▶ About this exercise
Which lines in the records below hold the word "Option"? Copy each of them.

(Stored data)
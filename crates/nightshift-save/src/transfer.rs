//! Export and import of opaque transfer strings.
//!
//! A transfer string carries `{version, exportedAt, gameData}` as JSON,
//! XORed with a fixed key stream and hex-encoded, followed by eight hex
//! digits of the CRC-32 of the plaintext. The obfuscation only keeps save
//! files from being edited by hand; it is not encryption.
//!
//! Import and metadata extraction return `None` on any failure and log the
//! cause at debug level.

use chrono::Utc;
use nightshift_types::{GameState, REQUIRED_SAVE_KEYS};
use serde::{Deserialize, Serialize};
use serde_json::Value;
use tracing::debug;

use crate::error::TransferError;

/// Version written into every export.
pub const EXPORT_VERSION: &str = "1.0.0";

/// Hex digits of the trailing checksum.
const CHECKSUM_HEX_LEN: usize = 8;

/// Seed of the obfuscation key stream.
const KEY_SEED: u32 = 0x4E53_4654;

/// Metadata recoverable from a transfer string.
#[derive(Debug, Clone, PartialEq, Eq, Serialize, Deserialize)]
#[serde(rename_all = "camelCase")]
pub struct ExportMetadata {
    /// Export format version.
    pub version: String,
    /// Epoch milliseconds of the export.
    pub exported_at: i64,
}

#[derive(Serialize)]
#[serde(rename_all = "camelCase")]
struct Envelope<'a> {
    version: &'a str,
    exported_at: i64,
    game_data: &'a GameState,
}

/// Xorshift32 byte stream.
struct KeyStream(u32);

impl Iterator for KeyStream {
    type Item = u8;

    fn next(&mut self) -> Option<u8> {
        let mut x = self.0;
        x ^= x << 13;
        x ^= x >> 17;
        x ^= x << 5;
        self.0 = x;
        Some((x >> 24) as u8)
    }
}

fn obfuscate(bytes: &[u8]) -> Vec<u8> {
    bytes
        .iter()
        .zip(KeyStream(KEY_SEED))
        .map(|(b, k)| b ^ k)
        .collect()
}

fn hex_digit(nibble: u8) -> char {
    char::from_digit(u32::from(nibble & 0x0f), 16).unwrap_or('0')
}

fn to_hex(bytes: &[u8]) -> String {
    let mut out = String::with_capacity(bytes.len() * 2);
    for b in bytes {
        out.push(hex_digit(b >> 4));
        out.push(hex_digit(*b));
    }
    out
}

fn nibble(c: u8) -> Option<u8> {
    char::from(c).to_digit(16).map(|d| d as u8)
}

fn from_hex(hex: &str) -> Result<Vec<u8>, TransferError> {
    if hex.len() % 2 != 0 {
        return Err(TransferError::InvalidHex);
    }
    hex.as_bytes()
        .chunks_exact(2)
        .map(|pair| match *pair {
            [hi, lo] => match (nibble(hi), nibble(lo)) {
                (Some(h), Some(l)) => Ok((h << 4) | l),
                _ => Err(TransferError::InvalidHex),
            },
            _ => Err(TransferError::InvalidHex),
        })
        .collect()
}

/// Reverse the encoding and verify the checksum, yielding the plaintext.
fn decode_payload(input: &str) -> Result<Vec<u8>, TransferError> {
    let input = input.trim();
    if input.is_empty() {
        return Err(TransferError::Empty);
    }
    if !input.bytes().all(|b| b.is_ascii_hexdigit()) {
        return Err(TransferError::InvalidHex);
    }
    let split = input
        .len()
        .checked_sub(CHECKSUM_HEX_LEN)
        .filter(|n| *n > 0)
        .ok_or(TransferError::Truncated)?;
    let (body, checksum) = input.split_at_checked(split).ok_or(TransferError::Truncated)?;

    let expected = u32::from_str_radix(checksum, 16)
        .ok()
        .ok_or(TransferError::InvalidHex)?;
    let plain = obfuscate(&from_hex(body)?);
    let found = crc32fast::hash(&plain);
    if found != expected {
        return Err(TransferError::ChecksumMismatch { expected, found });
    }
    Ok(plain)
}

/// Encode `state` into a transfer string stamped `exported_at`.
pub fn export_game_data_at(state: &GameState, exported_at: i64) -> Result<String, TransferError> {
    let envelope = Envelope {
        version: EXPORT_VERSION,
        exported_at,
        game_data: state,
    };
    let plain = serde_json::to_vec(&envelope)?;
    let checksum = crc32fast::hash(&plain);
    let mut out = to_hex(&obfuscate(&plain));
    out.push_str(&format!("{checksum:08x}"));
    Ok(out)
}

/// Encode `state` into a transfer string stamped with the current time.
pub fn export_game_data(state: &GameState) -> Result<String, TransferError> {
    export_game_data_at(state, Utc::now().timestamp_millis())
}

/// Decode a transfer string into a state, validating the required keys.
pub fn decode_game_data(input: &str) -> Result<GameState, TransferError> {
    let plain = decode_payload(input)?;
    let mut envelope: Value = serde_json::from_slice(&plain)?;
    let game_data = envelope
        .get_mut("gameData")
        .map(Value::take)
        .ok_or(TransferError::MissingKey("gameData"))?;
    if let Some(missing) = REQUIRED_SAVE_KEYS
        .iter()
        .find(|key| game_data.get(**key).is_none())
    {
        return Err(TransferError::MissingKey(*missing));
    }
    Ok(serde_json::from_value(game_data)?)
}

/// Decode a transfer string, or `None` if it is not a valid export.
pub fn import_game_data(input: &str) -> Option<GameState> {
    match decode_game_data(input) {
        Ok(state) => Some(state),
        Err(e) => {
            debug!(error = %e, "Import rejected");
            None
        }
    }
}

/// Recover `{version, exportedAt}` without building the state.
pub fn get_export_metadata(input: &str) -> Option<ExportMetadata> {
    let plain = match decode_payload(input) {
        Ok(p) => p,
        Err(e) => {
            debug!(error = %e, "Metadata rejected");
            return None;
        }
    };
    match serde_json::from_slice::<ExportMetadata>(&plain) {
        Ok(meta) => Some(meta),
        Err(e) => {
            debug!(error = %e, "Metadata missing from payload");
            None
        }
    }
}
//! Shared type definitions for the Nightshift simulation core.
//!
//! This crate is the single source of truth for the State tree. Every record
//! serializes to the camelCase save-record shape and flows downstream to
//! `TypeScript` via `ts-rs` for the UI layer.
//!
//! # Modules
//!
//! - [`enums`] -- Locations, event categories, tools, log and notification styles
//! - [`structs`] -- Records held inside the tree (jobs, events, rotables, mail, ...)
//! - [`state`] -- The [`GameState`] tree with its clamped writes and log ring buffer

pub mod enums;
pub mod state;
pub mod structs;

// Re-export all public types at crate root for convenience.
pub use enums::{EventCategory, LocationId, LogType, NotificationVariant, ToolId};
pub use state::{
    Flags, GAUGE_MAX, GameState, HfStats, Inventory, LOG_CAPACITY, Proficiency,
    REQUIRED_SAVE_KEYS, Resources, Stats,
};
pub use structs::{
    ActiveEvent, ActiveHazard, Anomaly, DEFAULT_NOTIFICATION_MS, FailureOutcome, Job, LogEntry,
    MailMessage, Notification, RewardBundle, Rotable, ScenarioState, TerminalState,
};

#[cfg(test)]
mod tests {
    //! `TypeScript` binding generation.

    #[test]
    fn export_bindings() {
        // Files are written to `bindings/` relative to the crate root.
        use ts_rs::TS;

        // Enums
        let _ = crate::enums::LocationId::export_all();
        let _ = crate::enums::EventCategory::export_all();
        let _ = crate::enums::ToolId::export_all();
        let _ = crate::enums::LogType::export_all();
        let _ = crate::enums::NotificationVariant::export_all();

        // Records
        let _ = crate::structs::RewardBundle::export_all();
        let _ = crate::structs::FailureOutcome::export_all();
        let _ = crate::structs::Rotable::export_all();
        let _ = crate::structs::Anomaly::export_all();
        let _ = crate::structs::Job::export_all();
        let _ = crate::structs::ActiveEvent::export_all();
        let _ = crate::structs::ActiveHazard::export_all();
        let _ = crate::structs::ScenarioState::export_all();
        let _ = crate::structs::LogEntry::export_all();
        let _ = crate::structs::Notification::export_all();
        let _ = crate::structs::MailMessage::export_all();
        let _ = crate::structs::TerminalState::export_all();

        // State tree
        let _ = crate::state::Resources::export_all();
        let _ = crate::state::Inventory::export_all();
        let _ = crate::state::Flags::export_all();
        let _ = crate::state::HfStats::export_all();
        let _ = crate::state::Proficiency::export_all();
        let _ = crate::state::Stats::export_all();
        let _ = crate::state::GameState::export_all();
    }
}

▶ Answer box
    fn next(&mut self) -> Option<u8> {
fn nibble(c: u8) -> Option<u8> {
pub fn import_game_data(input: &str) -> Option<GameState> {
pub fn get_export_metadata(input: &str) -> Option<ExportMetadata> {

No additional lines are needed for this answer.